Monday, January 9, 2012

Horror in the movies...

I find myself growing ever more annoyed and disappointed with the prevalance -- growing prevalance -- of horror movies in cinema (and television as well).

My personal view is that seeing a person getting tortured or maimed or otherwise suffering in some horrific way is UNPLEASANT. If it would be unpleasant to chop your own arm off, it should also be similarly unpleasant to watch another person chop their own arm off. At least, this should be the case if you have a healthy sense of empathy for other people. Why would anyone want to spend their valuable free time intentionally seeking out horrifying images of people suffering? I cannot wrap my head around it, though I have tried.

It is not enough to say it is enjoyable because you know the people are just acting. If it is unpleasant to see some one in pain, why would it be pleasant to see a person ACTING as if he or she were in pain?

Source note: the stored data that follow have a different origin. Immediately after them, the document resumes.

use core::fmt;

use ecow::EcoString;

use crate::compiler::OperatorSymbol;
use crate::values::Value;

/// A byte range into the source text.
#[derive(Debug, Clone, PartialEq, Eq)]
pub struct Span(pub core::ops::Range<usize>);

impl Span {
    pub fn start(&self) -> usize {
        self.0.start
    }

    pub fn end(&self) -> usize {
        self.0.end
    }
}

impl fmt::Display for Span {
    fn fmt(&self, f: &mut fmt::Formatter<'_>) -> fmt::Result {
        write!(f, "{}..{}", self.0.start, self.0.end)
    }
}

/// One lexical token, produced by the tokenizer and consumed by the planner.
#[derive(Debug, Clone, PartialEq)]
pub struct Token {
    pub kind: TokenKind,
    pub span: Span,
}

#[derive(Debug, Clone, PartialEq)]
pub enum TokenKind {
    /// A literal operand: number, string, boolean, null, or `/…/` pattern.
    Literal(Value),
    /// A bare variable reference.
    Identifier(EcoString),
    /// An identifier immediately followed by `(`: a registered function name.
    Function(EcoString),
    /// A dotted member-access path (`a.b.c`); always rooted at a variable.
    Accessor(Vec<EcoString>),
    Operator(OperatorSymbol),
    ClauseOpen,
    ClauseClose,
}

impl fmt::Display for TokenKind {
    fn fmt(&self, f: &mut fmt::Formatter<'_>) -> fmt::Result {
        match self {
            TokenKind::Literal(value) => write!(f, "{value}"),
            TokenKind::Identifier(name) | TokenKind::Function(name) => write!(f, "{name}"),
            TokenKind::Accessor(path) => write!(f, "{}", path.join(".")),
            TokenKind::Operator(symbol) => write!(f, "{symbol}"),
            TokenKind::ClauseOpen => write!(f, "("),
            TokenKind::ClauseClose => write!(f, ")"),
        }
    }
}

I'll grant it may be LESS unpleasant to see a person in pain if you know they are acting, rather than truly suffering. But this does not convert it from an unpleasant activity into a pleasant one.

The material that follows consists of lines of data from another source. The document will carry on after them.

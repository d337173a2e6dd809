//! The stage-tree walker.
//!
//! Evaluation is a plain recursive descent over the compiled tree. The only
//! ordering rule beyond "children before parent" is short-circuiting: for
//! `&&`, `||`, `?`, `:` and `??` the left value may decide the result on its
//! own, in which case the right branch is never visited and can neither run
//! side effects nor raise errors.

use std::panic::{catch_unwind, AssertUnwindSafe};

use crate::compiler::{EvaluationStage, ExpressionFunction, OperatorSymbol, StageKind};
use crate::evaluator::{accessors, operators, EvalError, Parameters};
use crate::values::Value;

pub(super) fn evaluate_stage(
    stage: &EvaluationStage,
    parameters: &dyn Parameters,
) -> Result<Value, EvalError> {
    match &stage.kind {
        StageKind::Literal(value) => Ok(value.clone()),
        StageKind::Parameter(name) => {
            parameters.get(name).ok_or_else(|| EvalError::UnknownParameter {
                name: name.to_string(),
            })
        }
        StageKind::Function { name, callable } => {
            let arguments = eval_arguments(stage.right.as_deref(), parameters)?;
            call_function(name, callable, &arguments)
        }
        StageKind::Accessor { path, call } => {
            let arguments = if *call {
                eval_arguments(stage.right.as_deref(), parameters)?
            } else {
                Vec::new()
            };
            accessors::resolve(path, *call, &arguments, parameters)
        }
        StageKind::Operator(symbol) => evaluate_operator(*symbol, stage, parameters),
    }
}

fn evaluate_operator(
    symbol: OperatorSymbol,
    stage: &EvaluationStage,
    parameters: &dyn Parameters,
) -> Result<Value, EvalError> {
    if symbol == OperatorSymbol::Separator {
        let mut items = Vec::new();
        collect_separated(stage, parameters, &mut items)?;
        return Ok(Value::Array(items));
    }

    let left = match &stage.left {
        Some(left) => Some(evaluate_stage(left, parameters)?),
        None => None,
    };

    // The left contract is enforced before the short-circuit decision, so a
    // non-bool left of `&&` fails even when the right branch would be skipped.
    let contract = operators::contract(symbol);
    if let Some(contract) = &contract {
        if let (Some(check), Some(value)) = (contract.left, left.as_ref()) {
            if !check(value) {
                return Err(operators::type_error(contract.error_format, value, symbol));
            }
        }
    }

    if let Some(decided) = short_circuit(symbol, left.as_ref()) {
        return Ok(decided);
    }

    let right = match &stage.right {
        Some(right) => Some(evaluate_stage(right, parameters)?),
        None => None,
    };
    if let Some(contract) = &contract {
        if let (Some(check), Some(value)) = (contract.right, right.as_ref()) {
            if !check(value) {
                return Err(operators::type_error(contract.error_format, value, symbol));
            }
        }
        if let (Some(check), Some(l), Some(r)) = (contract.combined, left.as_ref(), right.as_ref())
        {
            if !check(l, r) {
                return Err(operators::type_error(contract.error_format, l, symbol));
            }
        }
    }

    operators::apply(symbol, left, right)
}

/// The result a short-circuit stage commits to from its left value alone.
fn short_circuit(symbol: OperatorSymbol, left: Option<&Value>) -> Option<Value> {
    use OperatorSymbol::*;
    let left = left?;
    match symbol {
        And if left.as_bool() == Some(false) => Some(Value::Bool(false)),
        Or if left.as_bool() == Some(true) => Some(Value::Bool(true)),
        // An unfulfilled `?` yields null, which the enclosing `:` picks up.
        TernaryTrue if left.as_bool() == Some(false) => Some(Value::Null),
        TernaryFalse | Coalesce if !left.is_null() => Some(left.clone()),
        _ => None,
    }
}

/// Flatten a left-leaning chain of separator stages into one value list.
fn collect_separated(
    stage: &EvaluationStage,
    parameters: &dyn Parameters,
    items: &mut Vec<Value>,
) -> Result<(), EvalError> {
    if let StageKind::Operator(OperatorSymbol::Separator) = stage.kind {
        let left = stage.left.as_deref().expect("separator stage has a left operand");
        let right = stage.right.as_deref().expect("separator stage has a right operand");
        collect_separated(left, parameters, items)?;
        collect_separated(right, parameters, items)
    } else {
        items.push(evaluate_stage(stage, parameters)?);
        Ok(())
    }
}

/// Evaluate a call's argument clause into a flat argument list. An absent
/// clause is a zero-argument call; a single array value spreads.
fn eval_arguments(
    stage: Option<&EvaluationStage>,
    parameters: &dyn Parameters,
) -> Result<Vec<Value>, EvalError> {
    let Some(stage) = stage else {
        return Ok(Vec::new());
    };
    match evaluate_stage(stage, parameters)? {
        Value::Array(items) => Ok(items),
        single => Ok(vec![single]),
    }
}

fn call_function(
    name: &str,
    callable: &ExpressionFunction,
    arguments: &[Value],
) -> Result<Value, EvalError> {
    catch_unwind(AssertUnwindSafe(|| callable(arguments))).map_err(|_| EvalError::Host {
        message: format!("function '{name}' panicked"),
    })?
}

Some may claim there is a pleasurable cathartic release, when you conjure up negative emotions like horror and the, at the end of the film, you then have it washed away with the awareness it did not really happen after all, and you are safe nd fine. However, this seems akin to wearing shoes that hurt your feet so you can feel a rush of blissful sensation when you take off the offending footwear. My gut-level assessment would be that, in such situations, the pain you endure leading up to the relief cancels out the relief. You have to be pretty hard up for pleasure to seek it through the process of inflicting pain on yourself (psychic or physical) so that you can then enjoy the cessation of that pain.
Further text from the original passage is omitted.